▶ _Assignment_: Starting at the line that contains "filename src/detect/backends/tract.rs" and ending at the line that contains "fn load_square_model(model_path: &Path, size: u32)", the lines below are to be given again exactly, with nothing added.

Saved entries
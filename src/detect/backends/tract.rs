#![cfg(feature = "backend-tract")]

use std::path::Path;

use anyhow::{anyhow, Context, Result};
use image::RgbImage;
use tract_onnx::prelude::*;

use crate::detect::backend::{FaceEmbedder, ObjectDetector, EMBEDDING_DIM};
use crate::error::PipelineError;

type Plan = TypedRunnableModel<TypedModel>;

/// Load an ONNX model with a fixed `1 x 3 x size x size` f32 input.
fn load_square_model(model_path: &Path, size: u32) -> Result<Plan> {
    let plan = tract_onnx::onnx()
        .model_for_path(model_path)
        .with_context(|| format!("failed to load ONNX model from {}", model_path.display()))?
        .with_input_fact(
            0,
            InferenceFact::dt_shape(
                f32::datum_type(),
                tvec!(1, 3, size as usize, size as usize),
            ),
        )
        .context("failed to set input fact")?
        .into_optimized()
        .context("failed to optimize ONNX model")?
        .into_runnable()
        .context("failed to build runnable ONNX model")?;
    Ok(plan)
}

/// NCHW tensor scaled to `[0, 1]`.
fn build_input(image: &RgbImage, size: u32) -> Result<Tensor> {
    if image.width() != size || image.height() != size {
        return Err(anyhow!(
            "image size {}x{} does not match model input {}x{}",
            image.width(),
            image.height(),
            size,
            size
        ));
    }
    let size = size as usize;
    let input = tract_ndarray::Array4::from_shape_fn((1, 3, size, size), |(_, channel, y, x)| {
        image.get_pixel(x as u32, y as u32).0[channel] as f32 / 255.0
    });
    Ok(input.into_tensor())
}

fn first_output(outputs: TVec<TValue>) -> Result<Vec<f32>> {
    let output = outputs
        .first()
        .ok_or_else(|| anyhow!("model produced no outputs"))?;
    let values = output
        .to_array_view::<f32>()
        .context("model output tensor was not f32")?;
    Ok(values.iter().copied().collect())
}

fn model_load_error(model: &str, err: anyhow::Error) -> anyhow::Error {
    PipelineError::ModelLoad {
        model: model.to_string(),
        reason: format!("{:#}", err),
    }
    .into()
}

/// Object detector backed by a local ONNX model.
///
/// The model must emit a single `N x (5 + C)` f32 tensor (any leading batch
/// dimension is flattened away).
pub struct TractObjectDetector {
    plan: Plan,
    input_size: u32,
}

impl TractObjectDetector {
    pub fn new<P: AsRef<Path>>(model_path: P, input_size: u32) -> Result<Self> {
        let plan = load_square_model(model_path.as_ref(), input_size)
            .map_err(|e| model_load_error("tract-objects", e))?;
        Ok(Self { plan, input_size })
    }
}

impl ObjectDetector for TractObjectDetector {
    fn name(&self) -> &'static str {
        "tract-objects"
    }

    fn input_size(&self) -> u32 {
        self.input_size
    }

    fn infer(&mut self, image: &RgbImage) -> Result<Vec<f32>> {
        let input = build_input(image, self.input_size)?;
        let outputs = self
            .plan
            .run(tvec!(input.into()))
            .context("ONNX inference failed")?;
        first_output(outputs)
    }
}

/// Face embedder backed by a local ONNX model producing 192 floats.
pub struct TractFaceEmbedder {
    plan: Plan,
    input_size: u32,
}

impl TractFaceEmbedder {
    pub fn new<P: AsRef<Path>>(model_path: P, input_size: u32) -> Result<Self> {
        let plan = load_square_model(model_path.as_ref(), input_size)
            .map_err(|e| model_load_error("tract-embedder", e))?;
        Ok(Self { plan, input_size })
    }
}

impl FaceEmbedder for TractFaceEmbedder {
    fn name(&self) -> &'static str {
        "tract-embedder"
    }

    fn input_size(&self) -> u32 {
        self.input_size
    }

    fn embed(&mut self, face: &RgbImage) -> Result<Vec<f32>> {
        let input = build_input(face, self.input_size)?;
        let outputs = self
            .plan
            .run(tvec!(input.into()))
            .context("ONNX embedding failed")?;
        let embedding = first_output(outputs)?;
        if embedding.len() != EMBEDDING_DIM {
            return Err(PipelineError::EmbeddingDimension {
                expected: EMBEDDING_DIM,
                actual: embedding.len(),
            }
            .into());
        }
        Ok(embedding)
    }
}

* * *

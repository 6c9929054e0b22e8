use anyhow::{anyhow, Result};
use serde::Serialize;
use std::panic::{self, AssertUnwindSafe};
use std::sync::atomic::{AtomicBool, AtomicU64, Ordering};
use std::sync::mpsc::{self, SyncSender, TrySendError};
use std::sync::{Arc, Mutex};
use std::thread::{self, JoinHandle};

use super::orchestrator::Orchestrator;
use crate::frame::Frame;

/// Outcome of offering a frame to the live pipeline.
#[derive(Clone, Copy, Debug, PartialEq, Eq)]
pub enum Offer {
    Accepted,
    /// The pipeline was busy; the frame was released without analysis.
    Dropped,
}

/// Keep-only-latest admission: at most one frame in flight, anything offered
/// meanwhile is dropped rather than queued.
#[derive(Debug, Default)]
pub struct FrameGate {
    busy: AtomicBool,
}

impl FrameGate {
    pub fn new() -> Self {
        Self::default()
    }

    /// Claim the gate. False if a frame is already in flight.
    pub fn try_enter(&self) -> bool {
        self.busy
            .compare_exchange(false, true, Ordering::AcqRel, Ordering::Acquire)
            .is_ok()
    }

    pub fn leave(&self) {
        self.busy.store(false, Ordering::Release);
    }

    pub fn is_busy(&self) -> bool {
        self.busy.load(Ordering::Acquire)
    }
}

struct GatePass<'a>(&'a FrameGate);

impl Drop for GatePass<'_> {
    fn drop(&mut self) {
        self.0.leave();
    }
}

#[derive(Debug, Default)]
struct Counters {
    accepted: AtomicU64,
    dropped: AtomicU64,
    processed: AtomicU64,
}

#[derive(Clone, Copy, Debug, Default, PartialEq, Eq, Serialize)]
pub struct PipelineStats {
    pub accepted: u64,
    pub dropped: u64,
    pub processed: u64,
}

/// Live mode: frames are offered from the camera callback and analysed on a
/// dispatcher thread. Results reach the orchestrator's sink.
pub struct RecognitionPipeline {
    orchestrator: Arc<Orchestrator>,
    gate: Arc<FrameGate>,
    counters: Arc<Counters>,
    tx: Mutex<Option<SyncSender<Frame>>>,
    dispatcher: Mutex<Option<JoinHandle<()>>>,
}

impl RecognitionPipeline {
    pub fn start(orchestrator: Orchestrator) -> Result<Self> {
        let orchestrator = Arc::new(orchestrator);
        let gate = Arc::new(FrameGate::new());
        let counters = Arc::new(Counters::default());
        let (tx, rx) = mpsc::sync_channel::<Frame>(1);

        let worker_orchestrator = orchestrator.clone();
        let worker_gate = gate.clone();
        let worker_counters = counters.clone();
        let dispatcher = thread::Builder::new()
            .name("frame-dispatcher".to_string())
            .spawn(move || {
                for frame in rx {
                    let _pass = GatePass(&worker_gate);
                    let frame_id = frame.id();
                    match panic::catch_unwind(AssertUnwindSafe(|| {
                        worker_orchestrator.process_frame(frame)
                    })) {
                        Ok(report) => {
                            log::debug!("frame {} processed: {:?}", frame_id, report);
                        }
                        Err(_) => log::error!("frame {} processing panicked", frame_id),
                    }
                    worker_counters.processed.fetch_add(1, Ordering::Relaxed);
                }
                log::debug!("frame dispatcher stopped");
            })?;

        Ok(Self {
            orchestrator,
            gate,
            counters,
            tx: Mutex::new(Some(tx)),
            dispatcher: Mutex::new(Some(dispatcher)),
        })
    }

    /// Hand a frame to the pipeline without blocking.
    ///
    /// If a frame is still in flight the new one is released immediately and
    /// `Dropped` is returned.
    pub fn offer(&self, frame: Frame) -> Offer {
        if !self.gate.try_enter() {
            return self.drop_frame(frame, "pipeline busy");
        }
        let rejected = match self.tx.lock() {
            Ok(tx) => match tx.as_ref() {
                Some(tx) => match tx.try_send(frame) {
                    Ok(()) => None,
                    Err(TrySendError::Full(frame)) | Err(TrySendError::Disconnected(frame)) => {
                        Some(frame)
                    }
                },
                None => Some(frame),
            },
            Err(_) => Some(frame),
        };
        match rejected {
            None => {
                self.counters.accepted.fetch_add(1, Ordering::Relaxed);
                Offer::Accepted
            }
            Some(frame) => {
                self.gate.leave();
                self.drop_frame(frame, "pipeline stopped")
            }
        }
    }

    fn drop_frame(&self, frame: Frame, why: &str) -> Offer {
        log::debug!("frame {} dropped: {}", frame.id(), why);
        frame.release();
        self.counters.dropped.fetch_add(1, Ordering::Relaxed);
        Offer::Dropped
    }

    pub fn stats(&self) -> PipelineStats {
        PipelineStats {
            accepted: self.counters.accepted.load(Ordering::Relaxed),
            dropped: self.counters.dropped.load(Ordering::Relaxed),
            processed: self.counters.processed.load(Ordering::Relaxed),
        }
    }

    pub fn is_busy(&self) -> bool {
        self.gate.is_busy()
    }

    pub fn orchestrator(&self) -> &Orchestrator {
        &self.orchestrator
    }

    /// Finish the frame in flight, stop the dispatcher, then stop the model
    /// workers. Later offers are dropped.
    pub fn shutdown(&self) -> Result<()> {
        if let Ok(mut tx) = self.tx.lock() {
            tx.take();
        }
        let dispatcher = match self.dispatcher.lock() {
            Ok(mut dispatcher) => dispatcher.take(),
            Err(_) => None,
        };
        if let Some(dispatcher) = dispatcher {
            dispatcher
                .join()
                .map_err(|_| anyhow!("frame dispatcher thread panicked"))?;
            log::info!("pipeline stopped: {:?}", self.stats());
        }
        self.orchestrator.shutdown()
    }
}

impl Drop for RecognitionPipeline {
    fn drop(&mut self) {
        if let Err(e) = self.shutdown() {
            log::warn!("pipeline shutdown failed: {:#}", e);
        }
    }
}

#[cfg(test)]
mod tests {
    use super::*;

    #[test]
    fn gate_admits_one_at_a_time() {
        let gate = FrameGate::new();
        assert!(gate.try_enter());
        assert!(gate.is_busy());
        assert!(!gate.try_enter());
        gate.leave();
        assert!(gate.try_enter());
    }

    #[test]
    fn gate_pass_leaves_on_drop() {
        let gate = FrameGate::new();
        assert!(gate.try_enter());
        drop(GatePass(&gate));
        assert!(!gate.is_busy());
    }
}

* * *

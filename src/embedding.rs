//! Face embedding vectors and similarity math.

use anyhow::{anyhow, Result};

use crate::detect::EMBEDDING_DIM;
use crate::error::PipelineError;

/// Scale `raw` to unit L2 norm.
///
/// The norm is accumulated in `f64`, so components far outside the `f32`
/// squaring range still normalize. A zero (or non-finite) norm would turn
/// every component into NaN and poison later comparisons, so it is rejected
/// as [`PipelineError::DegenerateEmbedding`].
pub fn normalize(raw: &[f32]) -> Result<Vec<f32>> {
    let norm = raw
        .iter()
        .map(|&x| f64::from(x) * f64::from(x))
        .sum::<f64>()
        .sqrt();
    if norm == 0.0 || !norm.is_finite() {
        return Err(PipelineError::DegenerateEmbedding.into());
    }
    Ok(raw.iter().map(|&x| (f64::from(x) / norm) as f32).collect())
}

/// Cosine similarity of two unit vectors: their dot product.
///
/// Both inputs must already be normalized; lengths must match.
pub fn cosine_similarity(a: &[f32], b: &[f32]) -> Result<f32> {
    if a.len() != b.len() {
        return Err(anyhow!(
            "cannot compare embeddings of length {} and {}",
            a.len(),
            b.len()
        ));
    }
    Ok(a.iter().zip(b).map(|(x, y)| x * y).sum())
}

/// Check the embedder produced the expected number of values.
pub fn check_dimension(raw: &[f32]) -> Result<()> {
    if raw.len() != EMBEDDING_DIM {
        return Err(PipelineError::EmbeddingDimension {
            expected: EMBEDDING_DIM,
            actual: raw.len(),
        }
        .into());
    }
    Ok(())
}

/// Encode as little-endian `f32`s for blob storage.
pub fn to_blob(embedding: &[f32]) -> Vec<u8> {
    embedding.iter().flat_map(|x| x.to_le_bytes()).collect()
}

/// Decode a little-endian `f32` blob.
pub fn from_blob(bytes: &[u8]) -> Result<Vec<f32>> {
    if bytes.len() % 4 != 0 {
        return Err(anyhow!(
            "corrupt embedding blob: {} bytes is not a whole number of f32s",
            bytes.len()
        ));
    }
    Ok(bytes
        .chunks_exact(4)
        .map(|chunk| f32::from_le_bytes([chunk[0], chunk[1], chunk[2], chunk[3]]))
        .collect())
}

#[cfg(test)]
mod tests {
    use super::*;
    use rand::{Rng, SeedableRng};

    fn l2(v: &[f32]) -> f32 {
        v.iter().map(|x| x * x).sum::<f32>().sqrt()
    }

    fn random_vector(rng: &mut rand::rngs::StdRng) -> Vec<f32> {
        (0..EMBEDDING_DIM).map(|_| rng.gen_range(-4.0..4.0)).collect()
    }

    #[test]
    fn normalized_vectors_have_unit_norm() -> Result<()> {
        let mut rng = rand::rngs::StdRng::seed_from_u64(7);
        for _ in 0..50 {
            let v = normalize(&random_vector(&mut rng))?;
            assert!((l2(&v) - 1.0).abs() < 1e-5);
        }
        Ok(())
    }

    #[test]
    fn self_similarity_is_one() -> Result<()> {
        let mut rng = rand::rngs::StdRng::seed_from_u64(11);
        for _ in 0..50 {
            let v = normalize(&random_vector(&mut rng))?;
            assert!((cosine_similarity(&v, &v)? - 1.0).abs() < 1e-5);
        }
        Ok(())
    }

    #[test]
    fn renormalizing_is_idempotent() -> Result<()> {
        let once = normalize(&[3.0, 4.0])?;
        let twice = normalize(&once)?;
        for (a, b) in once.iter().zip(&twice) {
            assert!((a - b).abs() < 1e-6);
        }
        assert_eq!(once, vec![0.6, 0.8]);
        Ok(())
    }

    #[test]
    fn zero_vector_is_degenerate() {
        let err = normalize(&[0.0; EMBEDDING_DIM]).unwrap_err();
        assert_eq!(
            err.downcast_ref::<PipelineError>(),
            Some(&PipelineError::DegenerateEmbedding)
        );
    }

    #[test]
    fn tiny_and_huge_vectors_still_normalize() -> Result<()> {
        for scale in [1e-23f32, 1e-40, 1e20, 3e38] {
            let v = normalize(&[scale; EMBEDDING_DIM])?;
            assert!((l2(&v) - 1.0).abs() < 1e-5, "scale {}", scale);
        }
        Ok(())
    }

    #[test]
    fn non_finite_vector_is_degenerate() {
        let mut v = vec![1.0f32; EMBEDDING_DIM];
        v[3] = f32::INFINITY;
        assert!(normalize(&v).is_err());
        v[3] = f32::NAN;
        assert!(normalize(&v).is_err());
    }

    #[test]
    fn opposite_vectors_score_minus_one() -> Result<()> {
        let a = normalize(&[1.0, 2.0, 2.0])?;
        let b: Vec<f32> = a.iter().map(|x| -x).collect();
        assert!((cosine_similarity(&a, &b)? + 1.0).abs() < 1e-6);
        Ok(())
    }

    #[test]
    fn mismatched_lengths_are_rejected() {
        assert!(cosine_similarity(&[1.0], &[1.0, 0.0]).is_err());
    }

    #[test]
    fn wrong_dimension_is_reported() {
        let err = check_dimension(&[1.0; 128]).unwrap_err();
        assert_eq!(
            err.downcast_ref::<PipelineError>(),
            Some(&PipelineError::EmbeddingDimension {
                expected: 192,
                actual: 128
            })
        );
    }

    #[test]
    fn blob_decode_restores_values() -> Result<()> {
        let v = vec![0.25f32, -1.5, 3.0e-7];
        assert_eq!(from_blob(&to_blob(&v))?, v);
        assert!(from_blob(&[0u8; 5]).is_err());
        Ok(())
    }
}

▶ _Answer box_:
filename src/detect/backends/tract.rs
#![cfg(feature = "backend-tract")]

use std::path::Path;

use anyhow::{anyhow, Context, Result};
use image::RgbImage;
use tract_onnx::prelude::*;

use crate::detect::backend::{FaceEmbedder, ObjectDetector, EMBEDDING_DIM};
use crate::error::PipelineError;

type Plan = TypedRunnableModel<TypedModel>;

/// Load an ONNX model with a fixed `1 x 3 x size x size` f32 input.
fn load_square_model(model_path: &Path, size: u32) -> Result<Plan> {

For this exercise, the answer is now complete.